On April 4, the University of Dallas announced that it will be canceling both the men and women’s lacrosse programs effective on May 1.
In the press release, Executive Vice President John Plotts said, “The challenges lacrosse has undergone required us to consider what would be in the long-term best interest of our Athletics program overall.”
Lacrosse has certainly undergone challenges, regularly struggling to find enough players to field a team for both the men and women’s programs.
The news came as a shock to both the UD community and the lacrosse teams themselves. In an email, Gabby Dixon, junior English major and team captain of the women’s team, shared: “We had no idea this was coming. The team found out about the news only a couple of hours before the school did.”
The men’s lacrosse season was canceled back in February before the spring season took off. They played two games, the first ending in victory.
In an email, sophomore English major Jake Crumbaugh commented: “I felt the cancellation of the program was inevitable. From our lack of team size to the difficulty of our matchups, it seemed like we always had a difficult time competing.”
Dixon did not share Crumbaugh’s sentiment, saying: “From a financial or logistical perspective, I understand the school’s decision. As a player, teammate, and captain of multiple years, I can’t help but feel that the school does not understand how important this community is.”

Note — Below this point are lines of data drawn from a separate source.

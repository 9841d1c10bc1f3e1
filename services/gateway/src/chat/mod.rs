pub mod handlers;
pub mod proxy;
pub mod requests;
pub mod validate;

use axum::routing::post;
use axum::Router;

use crate::AppState;

pub fn router() -> Router<AppState> {
    Router::new().route("/api/chat", post(handlers::post_chat))
}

The women’s team has already taken steps to forming a club team for next year. Dixon shared, “The school’s decision to cut the lacrosse program will not stop the team from sticking together and playing the sport we love.”
She continued, “I am confident that our community will continue to grow regardless of the team no longer being affiliated with [the] NCAA.”

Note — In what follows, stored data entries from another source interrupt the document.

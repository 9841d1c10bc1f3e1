mod controller;
mod history;
mod surface;
mod transport;

use std::io::Write;

use catena_config::init_tracing;
use tokio::io::{AsyncBufReadExt, BufReader};

use controller::{ChatController, TurnOutcome, DEFAULT_TURN_TIMEOUT};
use surface::TerminalSurface;
use transport::HttpTurnTransport;

const DEFAULT_GATEWAY_URL: &str = "http://127.0.0.1:3000";

fn prompt(prefill: Option<&str>) {
    match prefill {
        Some(text) => print!("> [{text}] "),
        None => print!("> "),
    }
    let _ = std::io::stdout().flush();
}

#[tokio::main]
async fn main() {
    init_tracing("warn");

    let base_url =
        std::env::var("CATENA_GATEWAY_URL").unwrap_or_else(|_| DEFAULT_GATEWAY_URL.to_string());

    let transport =
        HttpTurnTransport::new(&base_url, 30).expect("failed to build gateway transport");
    let mut controller =
        ChatController::new(transport, TerminalSurface::new(), DEFAULT_TURN_TIMEOUT);

    println!("catena console (gateway at {base_url})");
    println!("type a question; /N reuses related question N; empty line sends the prefilled input; /quit exits");

    let mut lines = BufReader::new(tokio::io::stdin()).lines();
    // Question text copied in by /N, submitted on the next empty line.
    let mut prefill: Option<String> = None;

    prompt(prefill.as_deref());
    while let Some(line) = lines.next_line().await.expect("stdin read failed") {
        let line = line.trim().to_string();

        if line == "/quit" || line == "/q" {
            break;
        }

        if line.is_empty() {
            if let Some(text) = prefill.take() {
                submit(&mut controller, &text).await;
            }
            prompt(prefill.as_deref());
            continue;
        }

        if let Some(rest) = line.strip_prefix('/') {
            if let Ok(n) = rest.parse::<usize>() {
                match n.checked_sub(1).and_then(|i| controller.reuse_question(i)) {
                    Some(question) => prefill = Some(question),
                    None => println!("no related question /{n}"),
                }
                prompt(prefill.as_deref());
                continue;
            }
        }

        prefill = None;
        submit(&mut controller, &line).await;
        prompt(None);
    }
}

async fn submit<T, S>(controller: &mut ChatController<T, S>, text: &str)
where
    T: transport::TurnTransport,
    S: surface::ChatSurface,
{
    match controller.submit(text).await {
        TurnOutcome::Completed | TurnOutcome::Failed | TurnOutcome::Ignored => {}
        TurnOutcome::Busy => println!("a turn is already in flight"),
    }
}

Dylan Steward, a freshman who left UD before the end of the fall semester, offered a few insights into the struggles of the men’s team to keep players, saying, “When I quit the team in October, I was the second person to quit.”

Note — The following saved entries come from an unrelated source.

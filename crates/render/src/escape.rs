//! HTML escaping for fragments handed to the browser for direct insertion.
//!
//! Untrusted remote content and untrusted user text both pass through here
//! before being embedded into markup.

/// Replace the five HTML-reserved characters with their character references.
///
/// The replacement is a single character-wise pass, so an ampersand that is
/// part of an already-inserted entity is never re-examined: a literal `&`
/// becomes `&amp;` exactly once.
pub fn escape(input: &str) -> String {
    let mut out = String::with_capacity(input.len());
    for ch in input.chars() {
        match ch {
            '&' => out.push_str("&amp;"),
            '<' => out.push_str("&lt;"),
            '>' => out.push_str("&gt;"),
            '"' => out.push_str("&quot;"),
            '\'' => out.push_str("&#039;"),
            _ => out.push(ch),
        }
    }
    out
}

/// Absent input yields empty text; never fails.
pub fn escape_opt(input: Option<&str>) -> String {
    input.map(escape).unwrap_or_default()
}

/// Inverse of [`escape`]. `&amp;` is resolved last so the pass cannot
/// fabricate entities that were not in the escaped text.
pub fn unescape(input: &str) -> String {
    input
        .replace("&lt;", "<")
        .replace("&gt;", ">")
        .replace("&quot;", "\"")
        .replace("&#039;", "'")
        .replace("&amp;", "&")
}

Steward went on to cite several more players who had intentions to quit the team at the end of the semester and commented, “I think it [players quitting] led to the season being canceled because they could not keep enough players for the team.”
Crumbaugh confirmed that numerous players were injured on the team by the start of the Spring season. “Key players of the program … had injury issues due to the innate physicality of the sport,” he shared “Eventually, we no longer had enough players to fill out the roster.”
Steward cited a larger tension in the sports program at UD, saying, “UD is a great school academically and religiously … but on the athletic side there’s a lot that needs to be fixed.”
He pointed out that many student-athlete freshmen transfer out of UD after their first semester when the athletic program did not meet their expectations.
Dixon echoed Steward’s larger concern, saying: “This team is home for so many of us. Many of my teammates have expressed to me that they did not feel like they belonged at UD before joining the team.”
Uniting the non-athlete and athletic side of UD has long been a struggle for the university, and the tension in the cancellation of the lacrosse program has highlighted much of that struggle.
Being NCAA affiliated gives UD much more resources to offer a sophisticated sports program, but UD seems to lack the ability to integrate this program into campus life effectively, leaving many student-athletes discontent and frustrated.
Across all sports, teams are so important to a large part of the UD community. We need to support them, listen to them and solve this issue.